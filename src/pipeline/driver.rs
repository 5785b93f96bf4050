//! Drives a full comparison run over an image set.

use super::table::ComparisonTable;
use crate::core::traits::{InputProcessor, PreferenceModel};
use crate::core::{ComparisonConfig, PreferenceError};
use crate::predictor::PreferenceContext;
use itertools::Itertools;
use std::path::{Path, PathBuf};
use std::time::Instant;

/// Every unordered pair `(a, b)` with `1 <= a < b <= n`, `a` ascending and
/// then `b` ascending within each `a`.
pub fn image_pairs(n: u32) -> impl Iterator<Item = (u32, u32)> {
    (1..=n).tuple_combinations()
}

/// Path of image `index` inside `dir`, named with a two-digit zero-padded index.
pub fn image_path(dir: &Path, index: u32) -> PathBuf {
    dir.join(format!("{index:02}.png"))
}

/// Compares every pair of the configured image set, one forward pass at a time.
///
/// Nothing is written here; the caller persists the returned table once the
/// whole run has succeeded. The first failure aborts the run.
pub fn run_comparisons<M, P>(
    ctx: &PreferenceContext<M, P>,
    config: &ComparisonConfig,
) -> Result<ComparisonTable, PreferenceError>
where
    M: PreferenceModel,
    P: InputProcessor,
{
    config.validate()?;

    let total = config.num_pairs();
    let mut table = ComparisonTable::with_capacity(total);
    let start = Instant::now();
    tracing::info!(
        images = config.num_images,
        pairs = total,
        dir = %config.image_dir.display(),
        "starting pairwise comparisons"
    );

    for (done, (a, b)) in image_pairs(config.num_images).enumerate() {
        let path_a = image_path(&config.image_dir, a);
        let path_b = image_path(&config.image_dir, b);

        let scores = ctx.compare_images(&path_a, &path_b, &config.prompt)?;
        table.push(a, b, scores)?;

        tracing::info!(
            "[{}/{}] ({a:02}, {b:02}) L={:.3} R={:.3} iL={:.3} iR={:.3}",
            done + 1,
            total,
            scores.left(),
            scores.right(),
            scores.inverted_left(),
            scores.inverted_right()
        );
    }

    tracing::info!(
        pairs = table.len(),
        "finished in {:.1}s",
        start.elapsed().as_secs_f64()
    );
    Ok(table)
}

#[cfg(test)]
mod tests {
    use super::*;
    use crate::test_support::{MockModel, MockProcessor};
    use image::{Rgb, RgbImage};
    use tempfile::TempDir;

    fn write_image_set(dir: &Path, n: u32) {
        for i in 1..=n {
            RgbImage::from_pixel(2, 2, Rgb([i as u8 * 10, 0, 0]))
                .save(image_path(dir, i))
                .unwrap();
        }
    }

    fn config(dir: &Path, n: u32) -> ComparisonConfig {
        ComparisonConfig {
            image_dir: dir.to_path_buf(),
            num_images: n,
            output: dir.join("data.arrow"),
            ..Default::default()
        }
    }

    fn context() -> PreferenceContext<MockModel, MockProcessor> {
        PreferenceContext::new(MockModel::default(), MockProcessor::default(), [" L", " R"])
            .unwrap()
    }

    #[test]
    fn test_image_pairs_order() {
        let pairs: Vec<_> = image_pairs(4).collect();
        assert_eq!(pairs, [(1, 2), (1, 3), (1, 4), (2, 3), (2, 4), (3, 4)]);
        assert_eq!(image_pairs(64).count(), 2016);
        assert!(image_pairs(64).all(|(a, b)| a < b));
    }

    #[test]
    fn test_image_path_is_zero_padded() {
        let dir = Path::new("img");
        assert_eq!(image_path(dir, 1), PathBuf::from("img/01.png"));
        assert_eq!(image_path(dir, 42), PathBuf::from("img/42.png"));
    }

    #[test]
    fn test_three_images_give_three_rows() {
        let dir = TempDir::new().unwrap();
        write_image_set(dir.path(), 3);

        let table = run_comparisons(&context(), &config(dir.path(), 3)).unwrap();
        let keys: Vec<_> = table.rows().iter().map(|r| (r.img_a, r.img_b)).collect();
        assert_eq!(keys, [(1, 2), (1, 3), (2, 3)]);

        // The left image of the first composite is img_a, of the second img_b.
        let row = table.get(1, 3).unwrap();
        assert_eq!(row.left(), MockModel::expected_logit(3, 10.0));
        assert_eq!(row.inverted_left(), MockModel::expected_logit(3, 30.0));
    }

    #[test]
    fn test_missing_image_aborts_run() {
        let dir = TempDir::new().unwrap();
        write_image_set(dir.path(), 2);

        let err = run_comparisons(&context(), &config(dir.path(), 3)).unwrap_err();
        assert!(err.is_not_found());
    }

    #[test]
    fn test_run_then_persist() {
        let dir = TempDir::new().unwrap();
        write_image_set(dir.path(), 4);
        let cfg = config(dir.path(), 4);

        let table = run_comparisons(&context(), &cfg).unwrap();
        table.write_ipc(&cfg.output).unwrap();

        let loaded = ComparisonTable::read_ipc(&cfg.output).unwrap();
        assert_eq!(loaded, table);
        assert_eq!(loaded.len(), 6);
    }
}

*TASK ITEM*:
Extract the full set of entries word for word.

*TASK SOLUTION*:
filename src/pipeline/driver.rs
repository 5785b93f96bf4050
//! Drives a full comparison run over an image set.

use super::table::ComparisonTable;
use crate::core::traits::{InputProcessor, PreferenceModel};
use crate::core::{ComparisonConfig, PreferenceError};
use crate::predictor::PreferenceContext;
use itertools::Itertools;
use std::path::{Path, PathBuf};
use std::time::Instant;

/// Every unordered pair `(a, b)` with `1 <= a < b <= n`, `a` ascending and
/// then `b` ascending within each `a`.
pub fn image_pairs(n: u32) -> impl Iterator<Item = (u32, u32)> {
    (1..=n).tuple_combinations()
}

/// Path of image `index` inside `dir`, named with a two-digit zero-padded index.
pub fn image_path(dir: &Path, index: u32) -> PathBuf {
    dir.join(format!("{index:02}.png"))
}

/// Compares every pair of the configured image set, one forward pass at a time.
///
/// Nothing is written here; the caller persists the returned table once the
/// whole run has succeeded. The first failure aborts the run.
pub fn run_comparisons<M, P>(
    ctx: &PreferenceContext<M, P>,
    config: &ComparisonConfig,
) -> Result<ComparisonTable, PreferenceError>
where
    M: PreferenceModel,
    P: InputProcessor,
{
    config.validate()?;

    let total = config.num_pairs();
    let mut table = ComparisonTable::with_capacity(total);
    let start = Instant::now();
    tracing::info!(
        images = config.num_images,
        pairs = total,
        dir = %config.image_dir.display(),
        "starting pairwise comparisons"
    );

    for (done, (a, b)) in image_pairs(config.num_images).enumerate() {
        let path_a = image_path(&config.image_dir, a);
        let path_b = image_path(&config.image_dir, b);

        let scores = ctx.compare_images(&path_a, &path_b, &config.prompt)?;
        table.push(a, b, scores)?;

        tracing::info!(
            "[{}/{}] ({a:02}, {b:02}) L={:.3} R={:.3} iL={:.3} iR={:.3}",
            done + 1,
            total,
            scores.left(),
            scores.right(),
            scores.inverted_left(),
            scores.inverted_right()
        );
    }

    tracing::info!(
        pairs = table.len(),
        "finished in {:.1}s",
        start.elapsed().as_secs_f64()
    );
    Ok(table)
}

#[cfg(test)]
mod tests {
    use super::*;
    use crate::test_support::{MockModel, MockProcessor};
    use image::{Rgb, RgbImage};
    use tempfile::TempDir;

    fn write_image_set(dir: &Path, n: u32) {
        for i in 1..=n {
            RgbImage::from_pixel(2, 2, Rgb([i as u8 * 10, 0, 0]))
                .save(image_path(dir, i))
                .unwrap();
        }
    }

    fn config(dir: &Path, n: u32) -> ComparisonConfig {
        ComparisonConfig {
            image_dir: dir.to_path_buf(),
            num_images: n,
            output: dir.join("data.arrow"),
            ..Default::default()
        }
    }

    fn context() -> PreferenceContext<MockModel, MockProcessor> {
        PreferenceContext::new(MockModel::default(), MockProcessor::default(), [" L", " R"])
            .unwrap()
    }

    #[test]
    fn test_image_pairs_order() {
        let pairs: Vec<_> = image_pairs(4).collect();
        assert_eq!(pairs, [(1, 2), (1, 3), (1, 4), (2, 3), (2, 4), (3, 4)]);
        assert_eq!(image_pairs(64).count(), 2016);
        assert!(image_pairs(64).all(|(a, b)| a < b));
    }

    #[test]
    fn test_image_path_is_zero_padded() {
        let dir = Path::new("img");
        assert_eq!(image_path(dir, 1), PathBuf::from("img/01.png"));
        assert_eq!(image_path(dir, 42), PathBuf::from("img/42.png"));
    }

    #[test]
    fn test_three_images_give_three_rows() {
        let dir = TempDir::new().unwrap();
        write_image_set(dir.path(), 3);

        let table = run_comparisons(&context(), &config(dir.path(), 3)).unwrap();
        let keys: Vec<_> = table.rows().iter().map(|r| (r.img_a, r.img_b)).collect();
        assert_eq!(keys, [(1, 2), (1, 3), (2, 3)]);

        // The left image of the first composite is img_a, of the second img_b.
        let row = table.get(1, 3).unwrap();
        assert_eq!(row.left(), MockModel::expected_logit(3, 10.0));
        assert_eq!(row.inverted_left(), MockModel::expected_logit(3, 30.0));
    }

    #[test]
    fn test_missing_image_aborts_run() {
        let dir = TempDir::new().unwrap();
        write_image_set(dir.path(), 2);

        let err = run_comparisons(&context(), &config(dir.path(), 3)).unwrap_err();
        assert!(err.is_not_found());
    }

    #[test]
    fn test_run_then_persist() {
        let dir = TempDir::new().unwrap();
        write_image_set(dir.path(), 4);
        let cfg = config(dir.path(), 4);

        let table = run_comparisons(&context(), &cfg).unwrap();
        table.write_ipc(&cfg.output).unwrap();

        let loaded = ComparisonTable::read_ipc(&cfg.output).unwrap();
        assert_eq!(loaded, table);
        assert_eq!(loaded.len(), 6);
    }
}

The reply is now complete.